‘Yenikapı fotoğrafından demokrasi çıkmaz; Bu bir aldatmacadır!’

0
1642
Emperyalist bağları açık olan ‘’Cemaat’’ menşeli darbe girişimine de, sonrasında ‘’Allah’ın Lütfu’’ olarak değerlendirilerek Yenikapı’da somut hale gelen “yeni cemaatleşme” veya sivil darbe süreci olarak karşımıza çıkan dayatmaya da aynı ölçüde karşıyız..
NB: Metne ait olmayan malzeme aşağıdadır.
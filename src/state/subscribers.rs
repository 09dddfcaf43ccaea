use std::collections::HashMap;
use std::sync::atomic::{AtomicU64, Ordering};
use std::sync::{Arc, Mutex, MutexGuard, PoisonError};

use tokio::sync::mpsc;

use crate::events::Event;

/// Generate a new numeric id for subscribers.
///
/// Ids are process-wide, so a handle from one registry never matches an
/// entry of another.
fn next_id() -> u64 {
    static COUNTER: AtomicU64 = AtomicU64::new(1);
    COUNTER.fetch_add(1, Ordering::Relaxed)
}

/// Send side of one subscriber's private channel, as seen by a broadcast.
pub type SubscriberSender = (u64, mpsc::Sender<Event>);

/// Set of live event-stream subscribers.
///
/// The lock guards membership only. It is held while inserting, removing or
/// copying senders, never while delivering.
pub struct SubscriberRegistry {
    subscribers: Mutex<HashMap<u64, mpsc::Sender<Event>>>,
    buffer: usize,
}

impl SubscriberRegistry {
    /// `buffer` is the capacity of each subscriber's channel (at least 1).
    pub fn new(buffer: usize) -> Self {
        Self {
            subscribers: Mutex::new(HashMap::new()),
            buffer: buffer.max(1),
        }
    }

    fn subscribers(&self) -> MutexGuard<'_, HashMap<u64, mpsc::Sender<Event>>> {
        self.subscribers.lock().unwrap_or_else(PoisonError::into_inner)
    }

    /// Create a channel, add its send side to the set and hand back the
    /// receiving end.
    pub fn register(self: &Arc<Self>) -> SubscriberHandle {
        let (tx, rx) = mpsc::channel(self.buffer);
        let id = next_id();

        let live = {
            let mut map = self.subscribers();
            map.insert(id, tx);
            map.len()
        };
        tracing::debug!(subscriber = id, live, "Subscriber registered");

        SubscriberHandle {
            id,
            rx,
            registry: Arc::clone(self),
            registered: true,
        }
    }

    /// Remove `handle` from the set and close its channel.
    ///
    /// Safe to call repeatedly, and with handles this registry never issued.
    pub fn unregister(&self, handle: &mut SubscriberHandle) {
        if !std::ptr::eq(Arc::as_ptr(&handle.registry), self) {
            return;
        }

        // Closing first makes any sender copied by an in-flight broadcast fail.
        handle.rx.close();
        handle.registered = false;

        let removed = {
            let mut map = self.subscribers();
            map.remove(&handle.id).map(|_| map.len())
        };
        if let Some(live) = removed {
            tracing::debug!(subscriber = handle.id, live, "Subscriber unregistered");
        }
    }

    /// Point-in-time copy of every registered sender.
    pub fn snapshot(&self) -> Vec<SubscriberSender> {
        self.subscribers()
            .iter()
            .map(|(id, tx)| (*id, tx.clone()))
            .collect()
    }

    pub fn len(&self) -> usize {
        self.subscribers().len()
    }

    pub fn is_empty(&self) -> bool {
        self.len() == 0
    }
}

/// Receiving end of one subscriber's channel.
///
/// Dropping the handle unregisters it, so every exit path of an event stream
/// releases its registry entry.
pub struct SubscriberHandle {
    id: u64,
    rx: mpsc::Receiver<Event>,
    registry: Arc<SubscriberRegistry>,
    registered: bool,
}

impl SubscriberHandle {
    pub fn id(&self) -> u64 {
        self.id
    }

    pub fn is_registered(&self) -> bool {
        self.registered
    }

    /// Wait for the next event. `None` once unregistered and drained.
    pub async fn recv(&mut self) -> Option<Event> {
        self.rx.recv().await
    }

    pub fn try_recv(&mut self) -> Option<Event> {
        self.rx.try_recv().ok()
    }

    pub fn unregister(&mut self) {
        let registry = Arc::clone(&self.registry);
        registry.unregister(self);
    }
}

impl Drop for SubscriberHandle {
    fn drop(&mut self) {
        if self.registered {
            self.unregister();
        }
    }
}
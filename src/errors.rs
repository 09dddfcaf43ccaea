use axum::{
    http::StatusCode,
    response::{IntoResponse, Response},
};
use thiserror::Error;

/// Failures of the persistence collaborator.
#[derive(Error, Debug)]
pub enum StoreError {
    #[error("store I/O failed: {0}")]
    Io(#[from] std::io::Error),

    #[error("failed to encode record: {0}")]
    Encode(#[from] serde_json::Error),

    #[error("store unavailable: {0}")]
    Unavailable(String),
}

/// Errors surfaced to request handlers.
#[derive(Error, Debug)]
pub enum SiteError {
    #[error("persistence failure: {0}")]
    Persistence(#[from] StoreError),
}

impl IntoResponse for SiteError {
    fn into_response(self) -> Response {
        tracing::error!("{self}");
        (StatusCode::INTERNAL_SERVER_ERROR, self.to_string()).into_response()
    }
}

#[derive(Error, Debug)]
pub enum ConfigError {
    #[error("failed to read config {path}: {source}")]
    Read {
        path: String,
        #[source]
        source: std::io::Error,
    },

    #[error("invalid config {path}: {source}")]
    Parse {
        path: String,
        #[source]
        source: serde_json::Error,
    },
}
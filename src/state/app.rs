use std::sync::Arc;
use std::time::Duration;

use tokio_util::sync::CancellationToken;

use crate::config::AppConfig;
use crate::errors::StoreError;
use crate::persistence::Store;
use crate::services::pubsub_service::Broadcaster;
use crate::state::site::SharedState;
use crate::state::subscribers::SubscriberRegistry;

/// Settings each event stream runs with.
#[derive(Debug, Clone)]
pub struct StreamSettings {
    pub keep_alive: Duration,
    pub timeout: Option<Duration>,
}

impl From<&AppConfig> for StreamSettings {
    fn from(cfg: &AppConfig) -> Self {
        Self {
            keep_alive: Duration::from_secs(cfg.keep_alive_secs.max(1)),
            timeout: cfg.stream_timeout_secs.map(Duration::from_secs),
        }
    }
}

/// Everything a handler needs, built once at startup and cloned into the
/// router.
#[derive(Clone)]
pub struct AppState {
    pub site: Arc<SharedState>,
    pub broadcaster: Broadcaster,
    pub streams: StreamSettings,
    pub server_version: String,

    /// Cancelled on shutdown; every event stream watches a child of it.
    pub shutdown: CancellationToken,
}

impl AppState {
    pub fn new(cfg: &AppConfig, store: Arc<dyn Store>) -> Result<Self, StoreError> {
        let site = Arc::new(SharedState::load(store)?);
        let registry = Arc::new(SubscriberRegistry::new(cfg.subscriber_buffer));

        Ok(Self {
            site,
            broadcaster: Broadcaster::new(registry),
            streams: StreamSettings::from(cfg),
            server_version: cfg.server_version.clone(),
            shutdown: CancellationToken::new(),
        })
    }

    pub fn registry(&self) -> &Arc<SubscriberRegistry> {
        self.broadcaster.registry()
    }
}
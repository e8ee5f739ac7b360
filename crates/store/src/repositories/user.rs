//! User repository.

use cinelog_common::{AppError, AppResult};

use crate::records::UserRecord;
use crate::repositories::paginate;
use crate::storage::Collection;

/// User repository for store operations.
#[derive(Clone)]
pub struct UserRepository {
    users: Collection<UserRecord>,
}

impl UserRepository {
    /// Create a new user repository.
    #[must_use]
    pub const fn new(users: Collection<UserRecord>) -> Self {
        Self { users }
    }

    /// Find a user by ID.
    pub async fn find_by_id(&self, id: &str) -> Option<UserRecord> {
        self.users.get(id).await
    }

    /// Find a user by ID, returning an error if not found.
    pub async fn get_by_id(&self, id: &str) -> AppResult<UserRecord> {
        self.find_by_id(id)
            .await
            .ok_or_else(|| AppError::UserNotFound(id.to_string()))
    }

    /// Find a user by username (case-insensitive).
    pub async fn find_by_username(&self, username: &str) -> Option<UserRecord> {
        let needle = username.to_lowercase();
        self.users
            .find(|u| u.username_lower() == needle)
            .await
            .into_iter()
            .next()
    }

    /// Find a user by email (case-insensitive).
    pub async fn find_by_email(&self, email: &str) -> Option<UserRecord> {
        let needle = email.to_lowercase();
        self.users
            .find(|u| u.email_lower() == needle)
            .await
            .into_iter()
            .next()
    }

    /// Create a new user.
    pub async fn create(&self, user: UserRecord) -> AppResult<UserRecord> {
        self.users.insert(user).await
    }

    /// Update a user.
    pub async fn update(&self, user: UserRecord) -> AppResult<UserRecord> {
        self.users.replace(user).await
    }

    /// Delete a user.
    pub async fn delete(&self, id: &str) -> AppResult<()> {
        if self.users.remove(id).await? {
            Ok(())
        } else {
            Err(AppError::UserNotFound(id.to_string()))
        }
    }

    /// List users, newest first (paginated).
    pub async fn list(&self, limit: usize, offset: usize) -> Vec<UserRecord> {
        let mut users = self.users.list().await;
        users.sort_by(|a, b| b.created_at.cmp(&a.created_at));
        paginate(users, limit, offset)
    }

    /// Search users by username substring (case-insensitive, paginated).
    pub async fn search(&self, query: &str, limit: usize, offset: usize) -> Vec<UserRecord> {
        let needle = query.to_lowercase();
        let mut users = self
            .users
            .find(|u| u.username_lower().contains(&needle))
            .await;
        users.sort_by(|a, b| a.username_lower().cmp(&b.username_lower()));
        paginate(users, limit, offset)
    }

    /// Count all users.
    pub async fn count(&self) -> usize {
        self.users.count().await
    }
}

#[cfg(test)]
#[allow(clippy::unwrap_used)]
mod tests {
    use super::*;
    use chrono::Utc;

    fn user(id: &str, username: &str, email: &str) -> UserRecord {
        UserRecord {
            id: id.to_string(),
            username: username.to_string(),
            email: email.to_string(),
            password_hash: "hash".to_string(),
            is_admin: false,
            is_suspended: false,
            reputation: 3,
            favorite_movie_ids: Vec::new(),
            created_at: Utc::now(),
            updated_at: None,
        }
    }

    #[tokio::test]
    async fn test_find_by_username_is_case_insensitive() {
        let repo = UserRepository::new(Collection::in_memory());
        repo.create(user("u1", "ReviewerBob", "bob@example.com"))
            .await
            .unwrap();

        assert!(repo.find_by_username("reviewerbob").await.is_some());
        assert!(repo.find_by_username("REVIEWERBOB").await.is_some());
        assert!(repo.find_by_username("alice").await.is_none());
    }

    #[tokio::test]
    async fn test_get_by_id_not_found_returns_error() {
        let repo = UserRepository::new(Collection::in_memory());
        let result = repo.get_by_id("nonexistent").await;

        assert!(matches!(result, Err(AppError::UserNotFound(_))));
    }

    #[tokio::test]
    async fn test_search_matches_substring() {
        let repo = UserRepository::new(Collection::in_memory());
        repo.create(user("u1", "reviewer_bob", "bob@example.com"))
            .await
            .unwrap();
        repo.create(user("u2", "bobby", "bobby@example.com"))
            .await
            .unwrap();
        repo.create(user("u3", "carol", "carol@example.com"))
            .await
            .unwrap();

        let hits = repo.search("bob", 10, 0).await;
        assert_eq!(hits.len(), 2);

        let paged = repo.search("bob", 1, 1).await;
        assert_eq!(paged.len(), 1);
    }
}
Aralarında CHP Eski Milletvekili Hüseyin Aygün, Yarsav ve Yargıçlar Sendikası Kurucu Başkanı Ömer Faruk Eminağaoğlu, Alevi Bektaşi Federasyonu ve Pir Sultan Abdal Kültür Derneği Önceki Başkanı Fevzi Gümüş, ABC Gazetesi yazarı Necdet Saraç, bazı sivil toplum kurluşları, sendikalar ve vakıfların da olduğu bir grup, kamuoyuna ortak açıklama yaparak “Sahte Atatürk ve demokrasi söylemleriyle güçlendirilen gerici ve piyasacı tehlike karşısında yurttaşlarımızı ve siyasileri uyarıyor, dikkatli olmaya çağırıyoruz!” uyarısı yapıldı.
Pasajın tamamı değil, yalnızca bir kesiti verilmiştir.